Support for MP3 files is a reversal of a long-standing company policy, in which the vast majority of Sony devices support only the company's proprietary ATRAC3 music format. Last month, during the Tokyo Game Show, Sony Computer Entertainment included MP3s on the list of audio codecs, or compression-decompression technology, that would comply with the portable hardware, but made no further announcements.
Kawanishi said that PSP owners will be able to download MP3 files by connecting the handheld to a computer via the USB port. The device will then be recognized by the PC as a USB mass-storage device, and gamers will be able to drag and drop the MP3 files from the computer's hard drive to the PSP.
All such files will need to be stored on a Memory Stick Duo storage card, manufactured by Sony and sold separately. The Universal Media Disc (UMD) format on which PSP games will ship will not be accessible from a PC if the two systems are linked.

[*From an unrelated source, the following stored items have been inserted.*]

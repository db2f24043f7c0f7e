//! Login command implementation.

use anyhow::{Context, Result};
use clap::Args;
use colored::Colorize;

use jobboard_core::Credentials;

use crate::cli::GlobalArgs;
use crate::output;
use crate::session;

#[derive(Args, Debug)]
pub struct LoginArgs {
    /// Account email address
    #[arg(long)]
    pub email: String,

    /// Account password
    #[arg(long, env = "JOBBOARD_PASSWORD", hide_env_values = true)]
    pub password: String,
}

pub async fn run(args: LoginArgs, global: &GlobalArgs) -> Result<()> {
    let auth = session::auth_service(global)?;
    let credentials = Credentials::new(&args.email, &args.password);

    eprintln!("{}", "Logging in...".dimmed());

    auth.login(&credentials).await.context("Failed to login")?;

    output::success("Logged in successfully");
    println!();
    output::field("Email", &args.email);
    output::field("API", auth.client().base_url().as_str());
    output::field("Credentials", &session::store_path(global)?.display().to_string());

    Ok(())
}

People will also be able to download music files in the ATRAC3plus format, as well as JPEG images, to the PSP, Kawanishi said. Browsing and playing back files on the PSP will be done with the Cross Media Bar (XMB) interface. That graphical menu was also used in Sony's PSX system, a hybrid of a DVD recorder and PlayStation 2 sold only in Japan.

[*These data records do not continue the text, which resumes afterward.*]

//! Generic request command implementation.

use std::path::PathBuf;

use anyhow::{Context, Result, bail};
use clap::Args;

use jobboard_core::{Method, ResponseType};
use jobboard_http::{RequestOptions, ResponseBody};

use crate::cli::GlobalArgs;
use crate::output;
use crate::session;

#[derive(Args, Debug)]
pub struct RequestArgs {
    /// HTTP method (GET, POST, PUT, PATCH, DELETE)
    pub method: Method,

    /// Path relative to the API base URL (e.g., /jobs/42)
    pub path: String,

    /// JSON request body, or @FILE to read it from a file
    #[arg(long)]
    pub data: Option<String>,

    /// Query parameter as key=value (repeatable)
    #[arg(long = "query", value_name = "KEY=VALUE", value_parser = parse_query)]
    pub query: Vec<(String, String)>,

    /// Extra header as "Name: value" (repeatable)
    #[arg(long = "header", short = 'H', value_name = "NAME: VALUE", value_parser = parse_header)]
    pub headers: Vec<(String, String)>,

    /// Write the raw response body to a file instead of printing it
    #[arg(long, short)]
    pub output: Option<PathBuf>,
}

pub async fn run(args: RequestArgs, global: &GlobalArgs) -> Result<()> {
    let client = session::client(global)?;

    let mut options = RequestOptions::default();
    if let Some(data) = &args.data {
        options = options.json(read_body(data)?);
    }
    for (key, value) in args.query {
        options = options.query(key, value);
    }
    for (name, value) in &args.headers {
        options = options.header(name, value.clone());
    }
    if args.output.is_some() {
        options = options.response_type(ResponseType::Bytes);
    }

    let response = client
        .request(args.method, &args.path, options)
        .await
        .with_context(|| format!("{} {} failed", args.method, args.path))?;

    if let Some(path) = &args.output {
        let len = match response.body() {
            ResponseBody::Bytes(bytes) => bytes.len(),
            _ => 0,
        };
        tokio::fs::write(path, response.into_bytes())
            .await
            .with_context(|| format!("Failed to write {}", path.display()))?;
        output::success(&format!("Wrote {} bytes to {}", len, path.display()));
        return Ok(());
    }

    match response.body() {
        ResponseBody::Json(serde_json::Value::Null) => {
            output::success(&format!("HTTP {}", response.status()))
        }
        ResponseBody::Json(value) => output::json_pretty(value)?,
        ResponseBody::Text(text) => println!("{}", text),
        ResponseBody::Bytes(bytes) => println!("{}", String::from_utf8_lossy(bytes)),
    }

    Ok(())
}

fn read_body(data: &str) -> Result<serde_json::Value> {
    let raw = match data.strip_prefix('@') {
        Some(path) => {
            std::fs::read_to_string(path).with_context(|| format!("Failed to read {}", path))?
        }
        None => data.to_string(),
    };
    serde_json::from_str(&raw).context("Request body is not valid JSON")
}

fn parse_query(s: &str) -> Result<(String, String)> {
    let Some((key, value)) = s.split_once('=') else {
        bail!("expected KEY=VALUE, got '{}'", s);
    };
    Ok((key.to_string(), value.to_string()))
}

fn parse_header(s: &str) -> Result<(String, String)> {
    let Some((name, value)) = s.split_once(':') else {
        bail!("expected 'Name: value', got '{}'", s);
    };
    let name = name.trim();
    if name.is_empty() {
        bail!("header name is empty");
    }
    Ok((name.to_string(), value.trim().to_string()))
}

#[cfg(test)]
mod tests {
    use super::*;

    #[test]
    fn query_pairs_split_on_first_equals() {
        assert_eq!(
            parse_query("q=a=b").unwrap(),
            ("q".to_string(), "a=b".to_string())
        );
        assert!(parse_query("novalue").is_err());
    }

    #[test]
    fn headers_are_trimmed() {
        assert_eq!(
            parse_header("X-Trace:  abc ").unwrap(),
            ("X-Trace".to_string(), "abc".to_string())
        );
        assert!(parse_header(": abc").is_err());
    }

    #[test]
    fn inline_body_must_be_json() {
        assert_eq!(read_body(r#"{"a": 1}"#).unwrap()["a"], 1);
        assert!(read_body("not json").is_err());
    }

    #[test]
    fn body_from_file() {
        let dir = tempfile::TempDir::new().unwrap();
        let path = dir.path().join("body.json");
        std::fs::write(&path, r#"{"title": "Rust engineer"}"#).unwrap();

        let body = read_body(&format!("@{}", path.display())).unwrap();
        assert_eq!(body["title"], "Rust engineer");
    }
}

A button underneath the PSP's liquid-crystal display screen should allow users to insert a library of stock sound effects while music is playing back, although the reason for the inclusion of this feature remains a mystery.
Kawanishi also mentioned that the PSP will be able to play back video files in H.264/AVC MP Level3 format. Sony Computer Entertainment is debating whether to release a tool for the PC that allows users to convert videos on their computer to the supported file format, Kawanishi said. In any case, since the PSP has no video-out jack, users will not be able to play back movies on an external screen.
In the interview, Kawanishi talked about the history of the PSP. The system's development began right before its announcement at the E3 trade show in 2003--meaning that the handheld was created in just about 18 months.
Although the system's development period has been brief, Kawanishi stated that it is still possible for it to be released this year in Japan. The likelihood of that schedule being kept depends partially on whether game publishers can have software ready for launch.
This is the first doubt about the PSP's Japanese release date that GameSpot has heard expressed by a source within Sony Computer Entertainment. It remains to be seen whether it's the first sign of a delay or is just a friendly poke at third-party software publishers.
Kawanishi also mentioned that Sony is planning to update the PSP firmware in the future, as it has done with the PSX. The Japanese company is also considering different color schemes for the PSP. As a final bit of good news for people who carry their portable systems with them everywhere, the final product will have a hard coating on the LCD that will help to protect the unit's large screen from scratches.